Your output should be the entries below, from the first line up to and including the line with "behind it are", reproduced exactly and with no other lines.
*** Opening of Material for this exercise ***
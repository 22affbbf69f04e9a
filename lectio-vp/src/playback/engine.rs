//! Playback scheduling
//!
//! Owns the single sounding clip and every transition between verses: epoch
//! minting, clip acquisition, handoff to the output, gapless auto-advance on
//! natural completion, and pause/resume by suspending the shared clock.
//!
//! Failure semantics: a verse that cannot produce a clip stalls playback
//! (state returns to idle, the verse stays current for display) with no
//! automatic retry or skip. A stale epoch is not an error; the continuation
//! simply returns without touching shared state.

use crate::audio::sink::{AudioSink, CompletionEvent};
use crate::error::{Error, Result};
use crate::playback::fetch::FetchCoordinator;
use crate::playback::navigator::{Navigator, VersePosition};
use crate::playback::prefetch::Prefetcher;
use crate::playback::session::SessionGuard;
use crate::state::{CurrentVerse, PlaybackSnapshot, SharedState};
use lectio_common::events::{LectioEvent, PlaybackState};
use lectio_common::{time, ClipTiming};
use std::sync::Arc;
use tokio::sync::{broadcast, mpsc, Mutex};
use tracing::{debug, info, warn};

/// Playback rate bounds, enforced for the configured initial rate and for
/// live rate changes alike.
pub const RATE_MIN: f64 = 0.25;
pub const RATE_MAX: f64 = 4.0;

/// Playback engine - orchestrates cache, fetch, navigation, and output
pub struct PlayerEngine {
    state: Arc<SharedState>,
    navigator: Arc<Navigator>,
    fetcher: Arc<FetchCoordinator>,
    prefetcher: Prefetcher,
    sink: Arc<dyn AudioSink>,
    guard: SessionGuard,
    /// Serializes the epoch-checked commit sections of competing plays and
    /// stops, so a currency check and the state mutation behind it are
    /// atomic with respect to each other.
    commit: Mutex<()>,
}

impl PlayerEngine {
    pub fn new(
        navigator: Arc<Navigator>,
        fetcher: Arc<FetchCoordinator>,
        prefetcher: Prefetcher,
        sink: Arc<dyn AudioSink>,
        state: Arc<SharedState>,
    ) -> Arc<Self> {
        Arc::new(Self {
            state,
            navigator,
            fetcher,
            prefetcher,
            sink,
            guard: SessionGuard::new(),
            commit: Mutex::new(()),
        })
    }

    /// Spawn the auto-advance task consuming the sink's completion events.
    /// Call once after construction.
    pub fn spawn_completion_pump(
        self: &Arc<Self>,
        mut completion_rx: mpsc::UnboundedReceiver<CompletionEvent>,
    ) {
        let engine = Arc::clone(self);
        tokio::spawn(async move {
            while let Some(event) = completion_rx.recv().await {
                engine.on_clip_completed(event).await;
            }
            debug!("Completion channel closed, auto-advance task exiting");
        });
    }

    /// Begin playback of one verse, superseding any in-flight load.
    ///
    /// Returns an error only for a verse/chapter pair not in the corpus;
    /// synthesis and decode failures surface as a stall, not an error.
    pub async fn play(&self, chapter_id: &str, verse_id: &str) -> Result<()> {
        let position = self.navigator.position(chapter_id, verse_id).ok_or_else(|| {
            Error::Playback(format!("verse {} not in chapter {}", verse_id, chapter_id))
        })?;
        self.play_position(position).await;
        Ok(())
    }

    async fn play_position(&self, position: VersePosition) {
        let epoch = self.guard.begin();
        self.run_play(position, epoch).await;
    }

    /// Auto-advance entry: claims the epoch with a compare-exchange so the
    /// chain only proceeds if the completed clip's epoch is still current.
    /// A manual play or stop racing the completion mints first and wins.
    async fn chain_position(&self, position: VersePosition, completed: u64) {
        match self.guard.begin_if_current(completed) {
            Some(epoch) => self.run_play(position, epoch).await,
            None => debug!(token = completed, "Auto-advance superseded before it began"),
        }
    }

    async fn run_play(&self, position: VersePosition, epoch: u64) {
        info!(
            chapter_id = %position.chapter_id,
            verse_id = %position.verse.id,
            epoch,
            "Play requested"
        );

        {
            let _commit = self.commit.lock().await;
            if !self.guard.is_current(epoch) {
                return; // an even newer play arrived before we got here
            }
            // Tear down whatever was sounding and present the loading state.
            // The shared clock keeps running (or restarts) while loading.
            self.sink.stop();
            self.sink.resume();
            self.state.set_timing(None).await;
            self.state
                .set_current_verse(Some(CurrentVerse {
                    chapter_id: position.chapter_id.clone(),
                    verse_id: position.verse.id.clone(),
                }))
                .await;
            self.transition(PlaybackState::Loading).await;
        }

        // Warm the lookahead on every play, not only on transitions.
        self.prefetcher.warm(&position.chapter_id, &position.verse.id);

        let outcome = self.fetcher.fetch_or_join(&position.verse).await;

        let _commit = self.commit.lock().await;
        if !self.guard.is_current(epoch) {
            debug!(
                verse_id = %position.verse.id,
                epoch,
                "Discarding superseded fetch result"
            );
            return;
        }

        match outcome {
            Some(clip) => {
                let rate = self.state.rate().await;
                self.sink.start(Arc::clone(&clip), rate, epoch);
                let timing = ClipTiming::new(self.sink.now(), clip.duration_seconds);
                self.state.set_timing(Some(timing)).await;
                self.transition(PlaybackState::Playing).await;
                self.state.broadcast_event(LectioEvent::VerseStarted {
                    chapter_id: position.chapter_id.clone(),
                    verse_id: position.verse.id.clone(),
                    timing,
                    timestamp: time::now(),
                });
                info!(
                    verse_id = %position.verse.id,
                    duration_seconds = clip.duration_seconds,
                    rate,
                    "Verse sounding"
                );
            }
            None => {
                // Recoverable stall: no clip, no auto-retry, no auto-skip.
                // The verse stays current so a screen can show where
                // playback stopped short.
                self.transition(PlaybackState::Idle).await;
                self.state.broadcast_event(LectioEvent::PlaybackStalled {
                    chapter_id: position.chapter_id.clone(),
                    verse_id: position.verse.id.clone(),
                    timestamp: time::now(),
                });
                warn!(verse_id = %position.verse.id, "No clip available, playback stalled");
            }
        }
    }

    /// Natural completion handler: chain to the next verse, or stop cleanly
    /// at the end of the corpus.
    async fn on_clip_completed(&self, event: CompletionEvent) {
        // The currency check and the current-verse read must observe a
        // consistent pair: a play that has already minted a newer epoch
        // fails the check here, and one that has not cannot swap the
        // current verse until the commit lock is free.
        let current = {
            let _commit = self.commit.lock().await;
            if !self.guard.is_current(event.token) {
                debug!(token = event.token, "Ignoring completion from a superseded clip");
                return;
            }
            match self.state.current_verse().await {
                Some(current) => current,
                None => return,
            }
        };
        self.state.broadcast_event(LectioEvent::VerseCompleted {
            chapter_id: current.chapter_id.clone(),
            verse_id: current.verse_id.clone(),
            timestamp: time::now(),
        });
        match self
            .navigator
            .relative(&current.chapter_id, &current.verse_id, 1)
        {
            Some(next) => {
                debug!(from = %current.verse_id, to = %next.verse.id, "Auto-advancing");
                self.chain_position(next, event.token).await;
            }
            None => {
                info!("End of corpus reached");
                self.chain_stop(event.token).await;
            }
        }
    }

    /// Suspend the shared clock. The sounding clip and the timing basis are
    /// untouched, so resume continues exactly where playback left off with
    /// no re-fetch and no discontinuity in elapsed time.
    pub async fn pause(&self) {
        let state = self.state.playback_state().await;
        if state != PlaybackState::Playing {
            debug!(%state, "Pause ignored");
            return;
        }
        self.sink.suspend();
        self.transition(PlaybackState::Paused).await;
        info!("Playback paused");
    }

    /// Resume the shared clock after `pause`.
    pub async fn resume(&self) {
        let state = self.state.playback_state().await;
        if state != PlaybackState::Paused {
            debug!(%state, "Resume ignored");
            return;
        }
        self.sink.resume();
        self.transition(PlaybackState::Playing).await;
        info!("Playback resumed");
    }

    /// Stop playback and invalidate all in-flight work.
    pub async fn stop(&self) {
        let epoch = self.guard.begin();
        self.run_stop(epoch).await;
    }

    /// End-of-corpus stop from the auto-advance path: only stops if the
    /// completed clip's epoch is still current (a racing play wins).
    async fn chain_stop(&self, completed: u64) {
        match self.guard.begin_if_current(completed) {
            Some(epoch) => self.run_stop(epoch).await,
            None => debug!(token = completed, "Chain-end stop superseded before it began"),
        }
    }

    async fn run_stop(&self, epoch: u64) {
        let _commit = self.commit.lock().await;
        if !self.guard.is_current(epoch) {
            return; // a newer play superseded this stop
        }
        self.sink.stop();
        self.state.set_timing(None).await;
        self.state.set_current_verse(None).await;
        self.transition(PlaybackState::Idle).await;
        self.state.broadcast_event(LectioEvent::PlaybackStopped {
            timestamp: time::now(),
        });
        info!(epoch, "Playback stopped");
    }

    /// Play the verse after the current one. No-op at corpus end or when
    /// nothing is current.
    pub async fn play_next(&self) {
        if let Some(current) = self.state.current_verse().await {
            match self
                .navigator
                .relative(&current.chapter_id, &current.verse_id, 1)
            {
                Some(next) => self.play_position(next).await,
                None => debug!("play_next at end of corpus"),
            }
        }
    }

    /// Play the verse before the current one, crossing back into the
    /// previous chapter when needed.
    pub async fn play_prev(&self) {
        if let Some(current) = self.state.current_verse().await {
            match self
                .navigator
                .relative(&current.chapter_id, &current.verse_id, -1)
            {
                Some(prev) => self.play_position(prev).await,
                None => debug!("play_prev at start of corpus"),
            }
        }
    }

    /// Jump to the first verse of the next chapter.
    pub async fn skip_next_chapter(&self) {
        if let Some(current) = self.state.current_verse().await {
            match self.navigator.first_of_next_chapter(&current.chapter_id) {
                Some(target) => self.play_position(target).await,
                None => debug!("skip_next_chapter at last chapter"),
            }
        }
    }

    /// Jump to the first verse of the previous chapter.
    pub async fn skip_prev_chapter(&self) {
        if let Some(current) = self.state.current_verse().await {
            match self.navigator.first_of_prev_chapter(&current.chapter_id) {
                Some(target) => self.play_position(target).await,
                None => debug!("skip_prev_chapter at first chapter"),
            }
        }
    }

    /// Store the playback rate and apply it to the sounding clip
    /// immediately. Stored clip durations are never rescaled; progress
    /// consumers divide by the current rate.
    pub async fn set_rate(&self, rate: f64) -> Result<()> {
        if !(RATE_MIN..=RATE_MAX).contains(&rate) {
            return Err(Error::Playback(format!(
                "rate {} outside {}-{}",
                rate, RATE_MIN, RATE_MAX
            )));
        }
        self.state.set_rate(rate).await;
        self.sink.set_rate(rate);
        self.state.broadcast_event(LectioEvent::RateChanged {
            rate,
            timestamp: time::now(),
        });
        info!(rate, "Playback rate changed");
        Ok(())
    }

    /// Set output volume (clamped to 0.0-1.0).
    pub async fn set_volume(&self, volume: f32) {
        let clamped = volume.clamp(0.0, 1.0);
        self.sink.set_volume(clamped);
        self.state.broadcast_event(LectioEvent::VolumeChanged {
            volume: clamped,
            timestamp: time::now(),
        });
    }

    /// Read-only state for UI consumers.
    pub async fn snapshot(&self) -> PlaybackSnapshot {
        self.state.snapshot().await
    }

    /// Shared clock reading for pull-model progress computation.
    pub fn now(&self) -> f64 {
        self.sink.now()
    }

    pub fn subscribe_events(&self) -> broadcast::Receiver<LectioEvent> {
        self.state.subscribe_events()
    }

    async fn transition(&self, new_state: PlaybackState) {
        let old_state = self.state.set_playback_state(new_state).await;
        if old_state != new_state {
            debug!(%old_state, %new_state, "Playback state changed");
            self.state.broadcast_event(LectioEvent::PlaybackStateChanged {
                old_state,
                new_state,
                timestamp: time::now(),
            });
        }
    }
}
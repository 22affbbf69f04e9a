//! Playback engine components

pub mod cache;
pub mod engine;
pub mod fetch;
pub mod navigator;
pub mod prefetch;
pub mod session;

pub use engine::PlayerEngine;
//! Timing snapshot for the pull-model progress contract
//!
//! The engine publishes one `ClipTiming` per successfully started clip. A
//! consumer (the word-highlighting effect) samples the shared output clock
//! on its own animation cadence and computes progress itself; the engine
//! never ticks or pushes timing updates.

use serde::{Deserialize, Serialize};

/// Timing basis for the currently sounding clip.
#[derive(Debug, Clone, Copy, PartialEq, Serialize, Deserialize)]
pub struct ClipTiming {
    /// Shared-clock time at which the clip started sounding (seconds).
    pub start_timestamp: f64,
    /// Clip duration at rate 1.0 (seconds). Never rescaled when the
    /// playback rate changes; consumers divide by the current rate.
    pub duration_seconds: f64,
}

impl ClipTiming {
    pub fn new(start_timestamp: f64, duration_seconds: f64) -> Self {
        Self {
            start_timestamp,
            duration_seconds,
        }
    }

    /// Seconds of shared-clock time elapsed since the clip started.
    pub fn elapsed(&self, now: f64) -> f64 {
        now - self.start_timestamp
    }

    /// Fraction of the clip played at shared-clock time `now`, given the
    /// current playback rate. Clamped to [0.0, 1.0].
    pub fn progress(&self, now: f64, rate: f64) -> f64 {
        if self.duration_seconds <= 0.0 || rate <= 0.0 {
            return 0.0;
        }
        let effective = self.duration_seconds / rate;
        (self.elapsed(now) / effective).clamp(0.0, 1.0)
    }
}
*** Close of Material for this exercise ***
▶ Your response:
repository 22affbbf69f04e9a
filename lectio-vp/src/playback/engine.rs
//! Playback scheduling
//!
//! Owns the single sounding clip and every transition between verses: epoch
//! minting, clip acquisition, handoff to the output, gapless auto-advance on
//! natural completion, and pause/resume by suspending the shared clock.
//!
//! Failure semantics: a verse that cannot produce a clip stalls playback
//! (state returns to idle, the verse stays current for display) with no
//! automatic retry or skip. A stale epoch is not an error; the continuation
//! simply returns without touching shared state.

use crate::audio::sink::{AudioSink, CompletionEvent};
use crate::error::{Error, Result};
use crate::playback::fetch::FetchCoordinator;
use crate::playback::navigator::{Navigator, VersePosition};
use crate::playback::prefetch::Prefetcher;
use crate::playback::session::SessionGuard;
use crate::state::{CurrentVerse, PlaybackSnapshot, SharedState};
use lectio_common::events::{LectioEvent, PlaybackState};
use lectio_common::{time, ClipTiming};
use std::sync::Arc;
use tokio::sync::{broadcast, mpsc, Mutex};
use tracing::{debug, info, warn};

/// Playback rate bounds, enforced for the configured initial rate and for
/// live rate changes alike.
pub const RATE_MIN: f64 = 0.25;
pub const RATE_MAX: f64 = 4.0;

/// Playback engine - orchestrates cache, fetch, navigation, and output
pub struct PlayerEngine {
    state: Arc<SharedState>,
    navigator: Arc<Navigator>,
    fetcher: Arc<FetchCoordinator>,
    prefetcher: Prefetcher,
    sink: Arc<dyn AudioSink>,
    guard: SessionGuard,
    /// Serializes the epoch-checked commit sections of competing plays and
    /// stops, so a currency check and the state mutation behind it are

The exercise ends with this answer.